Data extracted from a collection
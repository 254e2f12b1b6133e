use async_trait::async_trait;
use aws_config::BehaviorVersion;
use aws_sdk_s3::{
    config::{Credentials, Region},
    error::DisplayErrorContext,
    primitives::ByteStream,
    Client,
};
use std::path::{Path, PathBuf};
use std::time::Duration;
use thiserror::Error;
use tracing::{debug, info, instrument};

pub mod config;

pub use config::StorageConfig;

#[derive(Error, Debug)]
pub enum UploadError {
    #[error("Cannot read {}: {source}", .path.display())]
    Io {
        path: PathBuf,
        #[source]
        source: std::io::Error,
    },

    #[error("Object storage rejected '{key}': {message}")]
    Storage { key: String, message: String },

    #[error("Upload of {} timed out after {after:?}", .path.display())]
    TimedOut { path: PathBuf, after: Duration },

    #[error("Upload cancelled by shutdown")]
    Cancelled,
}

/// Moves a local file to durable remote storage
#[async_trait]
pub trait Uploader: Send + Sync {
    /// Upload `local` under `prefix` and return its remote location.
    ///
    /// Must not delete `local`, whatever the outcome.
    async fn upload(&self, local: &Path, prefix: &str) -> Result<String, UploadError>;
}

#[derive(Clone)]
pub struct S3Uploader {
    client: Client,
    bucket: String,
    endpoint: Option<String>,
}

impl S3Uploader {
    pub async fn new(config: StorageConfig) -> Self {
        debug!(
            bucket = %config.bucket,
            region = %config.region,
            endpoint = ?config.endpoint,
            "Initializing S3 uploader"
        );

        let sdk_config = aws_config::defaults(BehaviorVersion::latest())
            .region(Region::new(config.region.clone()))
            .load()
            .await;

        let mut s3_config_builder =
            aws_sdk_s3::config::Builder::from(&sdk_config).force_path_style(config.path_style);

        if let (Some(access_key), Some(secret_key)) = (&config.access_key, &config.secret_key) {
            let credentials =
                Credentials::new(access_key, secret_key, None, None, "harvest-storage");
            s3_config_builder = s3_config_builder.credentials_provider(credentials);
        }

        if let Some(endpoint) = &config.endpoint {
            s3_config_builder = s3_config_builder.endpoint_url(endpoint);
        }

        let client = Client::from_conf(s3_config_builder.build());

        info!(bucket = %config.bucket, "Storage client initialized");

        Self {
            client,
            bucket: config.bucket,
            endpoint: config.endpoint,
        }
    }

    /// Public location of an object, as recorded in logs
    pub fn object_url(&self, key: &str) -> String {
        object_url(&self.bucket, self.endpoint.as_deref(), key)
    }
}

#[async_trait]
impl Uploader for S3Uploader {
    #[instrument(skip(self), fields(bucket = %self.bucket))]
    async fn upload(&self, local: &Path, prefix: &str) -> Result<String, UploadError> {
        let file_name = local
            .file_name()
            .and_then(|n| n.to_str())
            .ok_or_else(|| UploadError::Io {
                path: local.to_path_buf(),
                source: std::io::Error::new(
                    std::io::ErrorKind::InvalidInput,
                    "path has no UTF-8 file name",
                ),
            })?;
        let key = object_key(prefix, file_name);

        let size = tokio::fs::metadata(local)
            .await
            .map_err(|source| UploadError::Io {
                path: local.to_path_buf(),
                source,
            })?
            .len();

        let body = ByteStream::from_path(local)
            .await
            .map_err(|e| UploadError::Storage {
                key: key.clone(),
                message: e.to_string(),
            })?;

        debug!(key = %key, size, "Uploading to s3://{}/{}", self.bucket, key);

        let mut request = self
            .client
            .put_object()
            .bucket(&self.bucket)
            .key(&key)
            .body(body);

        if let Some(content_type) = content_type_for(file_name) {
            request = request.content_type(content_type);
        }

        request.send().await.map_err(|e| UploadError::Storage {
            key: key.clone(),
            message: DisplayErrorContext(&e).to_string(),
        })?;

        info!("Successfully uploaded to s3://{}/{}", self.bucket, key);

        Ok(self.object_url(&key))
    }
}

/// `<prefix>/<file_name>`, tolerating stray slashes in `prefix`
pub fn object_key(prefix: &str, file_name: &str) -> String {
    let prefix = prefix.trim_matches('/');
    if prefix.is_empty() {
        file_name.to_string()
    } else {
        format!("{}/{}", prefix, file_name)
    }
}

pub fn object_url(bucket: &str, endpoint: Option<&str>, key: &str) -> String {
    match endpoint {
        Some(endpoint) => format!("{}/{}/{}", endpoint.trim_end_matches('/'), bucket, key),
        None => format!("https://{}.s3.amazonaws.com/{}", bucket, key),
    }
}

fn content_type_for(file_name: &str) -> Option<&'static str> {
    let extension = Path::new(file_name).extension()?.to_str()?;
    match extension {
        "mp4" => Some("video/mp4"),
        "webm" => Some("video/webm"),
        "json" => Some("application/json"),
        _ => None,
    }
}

...

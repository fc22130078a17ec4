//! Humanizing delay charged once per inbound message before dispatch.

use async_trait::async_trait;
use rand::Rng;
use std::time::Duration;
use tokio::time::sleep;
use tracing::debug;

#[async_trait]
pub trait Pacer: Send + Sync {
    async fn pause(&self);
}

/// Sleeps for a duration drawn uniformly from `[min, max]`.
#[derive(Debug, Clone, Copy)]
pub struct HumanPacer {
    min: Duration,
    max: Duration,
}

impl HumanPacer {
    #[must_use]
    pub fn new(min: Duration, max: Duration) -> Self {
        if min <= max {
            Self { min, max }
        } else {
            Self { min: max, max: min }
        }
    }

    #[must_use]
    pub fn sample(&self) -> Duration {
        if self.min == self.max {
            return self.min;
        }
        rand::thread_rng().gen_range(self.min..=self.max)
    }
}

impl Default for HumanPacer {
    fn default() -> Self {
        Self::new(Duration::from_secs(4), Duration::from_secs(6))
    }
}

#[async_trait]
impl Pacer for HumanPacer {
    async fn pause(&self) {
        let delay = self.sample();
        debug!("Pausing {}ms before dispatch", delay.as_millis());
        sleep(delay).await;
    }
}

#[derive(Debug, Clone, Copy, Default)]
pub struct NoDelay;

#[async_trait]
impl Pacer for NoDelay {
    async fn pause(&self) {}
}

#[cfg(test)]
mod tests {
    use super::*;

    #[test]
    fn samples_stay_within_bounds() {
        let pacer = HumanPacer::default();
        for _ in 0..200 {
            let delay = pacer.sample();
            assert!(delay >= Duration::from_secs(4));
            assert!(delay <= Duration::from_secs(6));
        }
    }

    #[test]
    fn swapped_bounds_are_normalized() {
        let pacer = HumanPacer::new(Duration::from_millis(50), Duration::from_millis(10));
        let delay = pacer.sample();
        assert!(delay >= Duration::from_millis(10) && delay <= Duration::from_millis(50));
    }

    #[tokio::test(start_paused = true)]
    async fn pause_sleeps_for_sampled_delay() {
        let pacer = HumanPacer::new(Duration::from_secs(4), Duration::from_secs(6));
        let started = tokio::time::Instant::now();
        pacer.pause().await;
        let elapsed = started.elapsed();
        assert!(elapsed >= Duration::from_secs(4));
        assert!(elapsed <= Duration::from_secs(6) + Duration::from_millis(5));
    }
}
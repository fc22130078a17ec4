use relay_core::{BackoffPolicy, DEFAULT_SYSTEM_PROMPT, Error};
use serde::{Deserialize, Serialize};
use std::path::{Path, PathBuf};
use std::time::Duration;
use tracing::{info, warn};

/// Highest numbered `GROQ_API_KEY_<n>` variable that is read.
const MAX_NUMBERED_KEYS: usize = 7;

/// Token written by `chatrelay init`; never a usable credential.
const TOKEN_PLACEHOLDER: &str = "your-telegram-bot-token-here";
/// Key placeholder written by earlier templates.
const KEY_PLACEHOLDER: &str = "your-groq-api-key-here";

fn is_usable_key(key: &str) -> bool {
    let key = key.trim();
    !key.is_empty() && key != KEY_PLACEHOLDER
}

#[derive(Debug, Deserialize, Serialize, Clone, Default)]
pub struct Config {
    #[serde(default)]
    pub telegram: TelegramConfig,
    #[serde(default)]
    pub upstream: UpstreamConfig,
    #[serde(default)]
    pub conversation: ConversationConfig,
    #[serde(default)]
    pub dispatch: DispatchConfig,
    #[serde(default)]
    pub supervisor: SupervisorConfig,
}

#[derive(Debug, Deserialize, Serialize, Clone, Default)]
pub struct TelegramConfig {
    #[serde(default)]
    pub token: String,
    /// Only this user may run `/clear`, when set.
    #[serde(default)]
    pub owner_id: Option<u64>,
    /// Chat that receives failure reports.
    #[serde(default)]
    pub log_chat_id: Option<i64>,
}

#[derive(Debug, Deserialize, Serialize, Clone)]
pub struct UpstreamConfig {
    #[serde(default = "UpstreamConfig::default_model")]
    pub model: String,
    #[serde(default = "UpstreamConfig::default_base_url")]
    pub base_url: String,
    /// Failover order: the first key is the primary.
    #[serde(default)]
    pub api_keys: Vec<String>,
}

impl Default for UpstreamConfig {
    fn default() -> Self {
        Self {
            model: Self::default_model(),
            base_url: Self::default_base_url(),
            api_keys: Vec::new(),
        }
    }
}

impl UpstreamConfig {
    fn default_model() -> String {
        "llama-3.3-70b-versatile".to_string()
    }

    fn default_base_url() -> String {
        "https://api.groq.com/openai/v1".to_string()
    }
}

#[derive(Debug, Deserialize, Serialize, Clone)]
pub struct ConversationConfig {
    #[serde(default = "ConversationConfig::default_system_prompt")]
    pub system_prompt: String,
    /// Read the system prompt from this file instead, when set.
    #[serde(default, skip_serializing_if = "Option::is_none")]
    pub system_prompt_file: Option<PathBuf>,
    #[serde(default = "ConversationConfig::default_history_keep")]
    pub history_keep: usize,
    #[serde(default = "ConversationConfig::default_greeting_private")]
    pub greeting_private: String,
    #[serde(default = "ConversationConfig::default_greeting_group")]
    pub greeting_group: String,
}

● PROBLEM
Only the lines containing the word "ConversationConfig" should be returned from the data above.

● YOUR SOLUTION
    pub conversation: ConversationConfig,
pub struct ConversationConfig {
    #[serde(default = "ConversationConfig::default_system_prompt")]
    #[serde(default = "ConversationConfig::default_history_keep")]
    #[serde(default = "ConversationConfig::default_greeting_private")]
    #[serde(default = "ConversationConfig::default_greeting_group")]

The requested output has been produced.